Circumstantial evidence suggests that he grabbed for the old oaken bucket, a viable hope to be sure, but it failed him because he never got around to replacing the old, frayed rope with a sturdy new rope from the seed and feed. Other than his falling into it, nobody had used the well for years. New ropes cost money. So did covering over the well or even placing a sign that said: “watch your step.”

Calls to his cell phone go directly to voice mail. “Hello. Your call is very important to me. I’ll get back to you as soon as I hit bottom.”

His wife, Grace, told police he was falling before he fell into the well. Never could get a handle on his purpose or his life’s story because–truth be told–his fields were always too wet to plough and he had proven on numerous occasions that he couldn’t dance the dance, much less walk the walk. “I felt like I always had to push him to do anything,” she said.

After the prescribed amount of time, she had him declared dead, inherited the mule and his forty-acre farm, both of which were sold to a developer for $267,613.40. He transformed the wet fields into a mall for the rich and famous who never bothered to show up.

The epitaph in his tombstone reads: “He fell from Grace.”

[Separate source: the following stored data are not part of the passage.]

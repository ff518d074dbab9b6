use axum::extract::{Query, State};
use axum::http::StatusCode;
use axum::Json;
use chrono::{Local, Utc};
use std::sync::Arc;
use std::time::Duration;

use super::types::*;
use super::AppState;
use crate::analytics::{
    self, daily_series, fee_totals, summarize, table, top_wallets as rank_wallets,
    transfer_type_distribution, AmountRange, DEFAULT_TOP_WALLETS,
};
use crate::pipeline::{DashboardState, Snapshot};
use crate::wallet::canonical;

type ApiError = (StatusCode, Json<ErrorResponse>);
type ApiResult<T> = Result<Json<T>, ApiError>;

const RPC_PROBE_TIMEOUT: Duration = Duration::from_secs(5);

fn api_error(status: StatusCode, msg: impl Into<String>) -> ApiError {
    (
        status,
        Json(ErrorResponse {
            error: msg.into(),
        }),
    )
}

/// Current snapshot and refresh state, or 503 before the first success.
async fn published(state: &AppState) -> Result<(Arc<Snapshot>, DashboardState), ApiError> {
    let dashboard_state = state.dashboard.state().await;
    match dashboard_state.snapshot.clone() {
        Some(snapshot) => Ok((snapshot, dashboard_state)),
        None => {
            let reason = dashboard_state
                .last_error
                .as_deref()
                .unwrap_or("first refresh in progress");
            Err(api_error(
                StatusCode::SERVICE_UNAVAILABLE,
                format!("No data available yet: {}", reason),
            ))
        }
    }
}

fn respond<T>(snapshot: &Snapshot, dashboard_state: &DashboardState, data: T) -> ApiResult<SnapshotResponse<T>> {
    Ok(Json(SnapshotResponse {
        refreshed_at: snapshot.refreshed_at,
        stale: dashboard_state.is_stale(),
        last_error: dashboard_state.last_error.clone(),
        data,
    }))
}

fn explorer_link(state: &AppState, kind: &str, id: &str) -> String {
    format!(
        "{}/{}/{}",
        state.contract.explorer_url.trim_end_matches('/'),
        kind,
        id
    )
}

// ============================================================
// Health & Contract
// ============================================================

pub async fn health(State(state): State<Arc<AppState>>) -> ApiResult<HealthResponse> {
    let dashboard_state = state.dashboard.state().await;

    let (current_block, rpc_error) = match state.dashboard.client() {
        Some(client) => {
            match tokio::time::timeout(RPC_PROBE_TIMEOUT, client.current_block_number()).await {
                Ok(Ok(block)) => (Some(block), None),
                Ok(Err(e)) => (None, Some(e.to_string())),
                Err(_) => (None, Some("RPC probe timed out".to_string())),
            }
        }
        None => (None, Some("RPC client not configured".to_string())),
    };

    let status = match (current_block.is_some(), dashboard_state.last_error.is_some()) {
        (true, false) => "ok",
        _ => "degraded",
    };

    Ok(Json(HealthResponse {
        status: status.to_string(),
        rpc_reachable: current_block.is_some(),
        current_block,
        rpc_error,
        has_snapshot: dashboard_state.snapshot.is_some(),
        last_refresh: dashboard_state.snapshot.as_ref().map(|s| s.refreshed_at),
        last_attempt: dashboard_state.last_attempt,
        last_error: dashboard_state.last_error,
    }))
}

pub async fn contract(State(state): State<Arc<AppState>>) -> ApiResult<ContractResponse> {
    let link = |address: &str| {
        (!address.is_empty()).then(|| explorer_link(&state, "contract", address))
    };

    Ok(Json(ContractResponse {
        contract_url: link(&state.contract.address),
        contract_address: state.contract.address.clone(),
        proxy_url: link(&state.contract.proxy_address),
        proxy_address: state.contract.proxy_address.clone(),
        token_decimals: state.contract.token_decimals,
    }))
}

// ============================================================
// Aggregates
// ============================================================

pub async fn summary(
    State(state): State<Arc<AppState>>,
) -> ApiResult<SnapshotResponse<SummaryResponse>> {
    let (snapshot, dashboard_state) = published(&state).await?;
    let decimals = state.contract.token_decimals;
    let now = Utc::now().timestamp().max(0) as u64;

    let summary = summarize(
        &snapshot.events,
        snapshot.wallets.len(),
        snapshot.total_supply,
        now,
    );

    respond(
        &snapshot,
        &dashboard_state,
        SummaryResponse {
            active_wallets: summary.active_wallets,
            transfers_24h: summary.transfers_24h,
            total_volume: TokenAmount::new(summary.total_volume, decimals),
            deposits: summary.deposits,
            circulating_supply: TokenAmount::new(summary.circulating_supply, decimals),
        },
    )
}

pub async fn volume(
    State(state): State<Arc<AppState>>,
) -> ApiResult<SnapshotResponse<Vec<VolumePoint>>> {
    let (snapshot, dashboard_state) = published(&state).await?;
    let decimals = state.contract.token_decimals;

    let moves = analytics::movements(&snapshot.events);
    let points = daily_series(moves.iter().copied(), &Local)
        .into_iter()
        .map(|b| VolumePoint {
            date: b.date,
            timestamp: b.timestamp,
            volume: TokenAmount::new(b.volume, decimals),
        })
        .collect();

    respond(&snapshot, &dashboard_state, points)
}

pub async fn transaction_counts(
    State(state): State<Arc<AppState>>,
) -> ApiResult<SnapshotResponse<Vec<CountPoint>>> {
    let (snapshot, dashboard_state) = published(&state).await?;

    let moves = analytics::movements(&snapshot.events);
    let points = daily_series(moves.iter().copied(), &Local)
        .into_iter()
        .map(|b| CountPoint {
            date: b.date,
            timestamp: b.timestamp,
            count: b.count,
        })
        .collect();

    respond(&snapshot, &dashboard_state, points)
}

pub async fn top_wallets(
    State(state): State<Arc<AppState>>,
) -> ApiResult<SnapshotResponse<Vec<TopWalletEntry>>> {
    let (snapshot, dashboard_state) = published(&state).await?;

    let moves = analytics::movements(&snapshot.events);
    let entries = rank_wallets(moves.iter().copied(), DEFAULT_TOP_WALLETS)
        .into_iter()
        .map(|w| TopWalletEntry {
            address: canonical(&w.address),
            transaction_count: w.count,
        })
        .collect();

    respond(&snapshot, &dashboard_state, entries)
}

pub async fn fees(
    State(state): State<Arc<AppState>>,
) -> ApiResult<SnapshotResponse<FeesResponse>> {
    let (snapshot, dashboard_state) = published(&state).await?;
    let decimals = state.contract.token_decimals;

    let totals = fee_totals(&snapshot.events.fees_collected);
    respond(
        &snapshot,
        &dashboard_state,
        FeesResponse {
            psb_fee: TokenAmount::new(totals.psb, decimals),
            importa_fee: TokenAmount::new(totals.importa, decimals),
            fg_fee: TokenAmount::new(totals.fg, decimals),
            total: TokenAmount::new(totals.total(), decimals),
        },
    )
}

pub async fn transfer_types(
    State(state): State<Arc<AppState>>,
) -> ApiResult<SnapshotResponse<Vec<TransferTypeEntry>>> {
    let (snapshot, dashboard_state) = published(&state).await?;

    let entries = transfer_type_distribution(&snapshot.events.fees_collected)
        .into_iter()
        .map(|c| TransferTypeEntry {
            transfer_type: format!("{:?}", c.transfer_type).to_lowercase(),
            label: c.transfer_type.label().to_string(),
            count: c.count,
        })
        .collect();

    respond(&snapshot, &dashboard_state, entries)
}

// ============================================================
// Transactions
// ============================================================

pub async fn transactions(
    State(state): State<Arc<AppState>>,
    Query(params): Query<TransactionParams>,
) -> ApiResult<SnapshotResponse<TransactionsResponse>> {
    let decimals = state.contract.token_decimals;
    let range = AmountRange::parse(
        params.min_amount.as_deref(),
        params.max_amount.as_deref(),
        decimals,
    )
    .map_err(|e| api_error(StatusCode::BAD_REQUEST, e.to_string()))?;

    let (snapshot, dashboard_state) = published(&state).await?;

    let rows = range.filter(table::transaction_rows(&snapshot.events));
    let page = table::paginate(&rows, params.page.unwrap_or(1));

    let transactions = page
        .items
        .into_iter()
        .map(|row| {
            let hash = row.transaction_hash.to_string();
            TransactionEntry {
                kind: row.kind.as_str().to_string(),
                from: canonical(&row.from),
                to: canonical(&row.to),
                amount: TokenAmount::new(row.amount, decimals),
                block_number: row.block_number,
                explorer_url: explorer_link(&state, "transaction", &hash),
                transaction_hash: hash,
                timestamp: row.timestamp,
            }
        })
        .collect();

    respond(
        &snapshot,
        &dashboard_state,
        TransactionsResponse {
            transactions,
            page: page.page,
            page_size: table::PAGE_SIZE,
            total_pages: page.total_pages,
            total_items: page.total_items,
        },
    )
}

pub async fn refresh(State(state): State<Arc<AppState>>) -> (StatusCode, Json<RefreshResponse>) {
    state.dashboard.request_refresh();
    (
        StatusCode::ACCEPTED,
        Json(RefreshResponse {
            status: "refresh requested".to_string(),
        }),
    )
}

#[cfg(test)]
mod tests {
    use super::*;
    use crate::api::router;
    use crate::config::ContractConfig;
    use crate::indexer::testing::ScriptedWalletSource;
    use crate::pipeline::tests::chain;
    use crate::pipeline::Dashboard;
    use crate::wallet::WalletSource;
    use alloy::primitives::address;
    use serde_json::Value;

    async fn spawn_api(dashboard: Arc<Dashboard>) -> String {
        let contract = ContractConfig {
            proxy_address: "0x1111111111111111111111111111111111111111".to_string(),
            ..Default::default()
        };
        let app = router(dashboard, contract);
        let listener = tokio::net::TcpListener::bind("127.0.0.1:0").await.unwrap();
        let addr = listener.local_addr().unwrap();
        tokio::spawn(async move {
            axum::serve(listener, app).await.unwrap();
        });
        format!("http://{}/api/v1", addr)
    }

    fn dashboard() -> Arc<Dashboard> {
        let (_client, access) = chain();
        let source = ScriptedWalletSource::new(&[
            address!("0x1000000000000000000000000000000000000001"),
            address!("0x2000000000000000000000000000000000000002"),
        ]);
        Arc::new(Dashboard::new(
            Ok(access),
            vec![source as Arc<dyn WalletSource>],
            Duration::from_secs(30),
            Duration::from_secs(300),
        ))
    }

    #[tokio::test]
    async fn test_data_endpoints_unavailable_before_first_snapshot() {
        let base = spawn_api(dashboard()).await;

        let response = reqwest::get(format!("{base}/summary")).await.unwrap();
        assert_eq!(response.status(), reqwest::StatusCode::SERVICE_UNAVAILABLE);

        let response = reqwest::get(format!("{base}/contract")).await.unwrap();
        assert_eq!(response.status(), reqwest::StatusCode::OK);
        let body: Value = response.json().await.unwrap();
        assert_eq!(
            body["proxy_url"],
            "https://hashscan.io/mainnet/contract/0x1111111111111111111111111111111111111111"
        );
        assert_eq!(body["contract_url"], Value::Null);
    }

    #[tokio::test]
    async fn test_snapshot_endpoints() {
        let dashboard = dashboard();
        dashboard.refresh(false).await.unwrap();
        let base = spawn_api(dashboard).await;

        let summary: Value = reqwest::get(format!("{base}/summary"))
            .await
            .unwrap()
            .json()
            .await
            .unwrap();
        assert_eq!(summary["stale"], false);
        assert_eq!(summary["data"]["active_wallets"], 2);
        assert_eq!(summary["data"]["total_volume"]["raw"], "5");
        assert_eq!(summary["data"]["circulating_supply"]["raw"], "1000000");

        let wallets: Value = reqwest::get(format!("{base}/top-wallets"))
            .await
            .unwrap()
            .json()
            .await
            .unwrap();
        assert_eq!(wallets["data"].as_array().unwrap().len(), 2);

        let txs: Value = reqwest::get(format!("{base}/transactions?page=1&min_amount="))
            .await
            .unwrap()
            .json()
            .await
            .unwrap();
        assert_eq!(txs["data"]["total_items"], 1);
        assert_eq!(txs["data"]["transactions"][0]["kind"], "Internal");
        let hash = format!("0x{}5a", "0".repeat(62));
        assert_eq!(txs["data"]["transactions"][0]["transaction_hash"], hash.as_str());
        assert_eq!(
            txs["data"]["transactions"][0]["explorer_url"],
            format!("https://hashscan.io/mainnet/transaction/{hash}").as_str()
        );
    }

    #[tokio::test]
    async fn test_invalid_amount_is_bad_request() {
        let dashboard = dashboard();
        dashboard.refresh(false).await.unwrap();
        let base = spawn_api(dashboard).await;

        let response = reqwest::get(format!("{base}/transactions?min_amount=lots"))
            .await
            .unwrap();
        assert_eq!(response.status(), reqwest::StatusCode::BAD_REQUEST);

        let response = reqwest::get(format!("{base}/transactions?max_amount=1e10000000"))
            .await
            .unwrap();
        assert_eq!(response.status(), reqwest::StatusCode::BAD_REQUEST);
    }

    #[tokio::test]
    async fn test_refresh_is_accepted() {
        let base = spawn_api(dashboard()).await;
        let response = reqwest::Client::new()
            .post(format!("{base}/refresh"))
            .send()
            .await
            .unwrap();
        assert_eq!(response.status(), reqwest::StatusCode::ACCEPTED);
    }
}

I knew Bob before he fell into the well. He had hopes and dreams, all that stuff. As the Asian bar girls said of many sailors in liberty ports during the Vietnam War, he was a “butterfly man,” going from flower to flower before falling away into a new desire or vision. I suggested many things when he asked for help. He didn’t like them, swore up and down he didn’t need them even though he said often, “Life is nothing but falling without a parachute.”

One might say Bob’s true gift to the world was falling into a well. If so, perhaps he will serve as an example to others who are prone to fall into wells. I doubt it since there aren’t many books about people whose primary accomplishment if life was falling into a well. What a paradox: those who need to hear his incomplete story will never know about it.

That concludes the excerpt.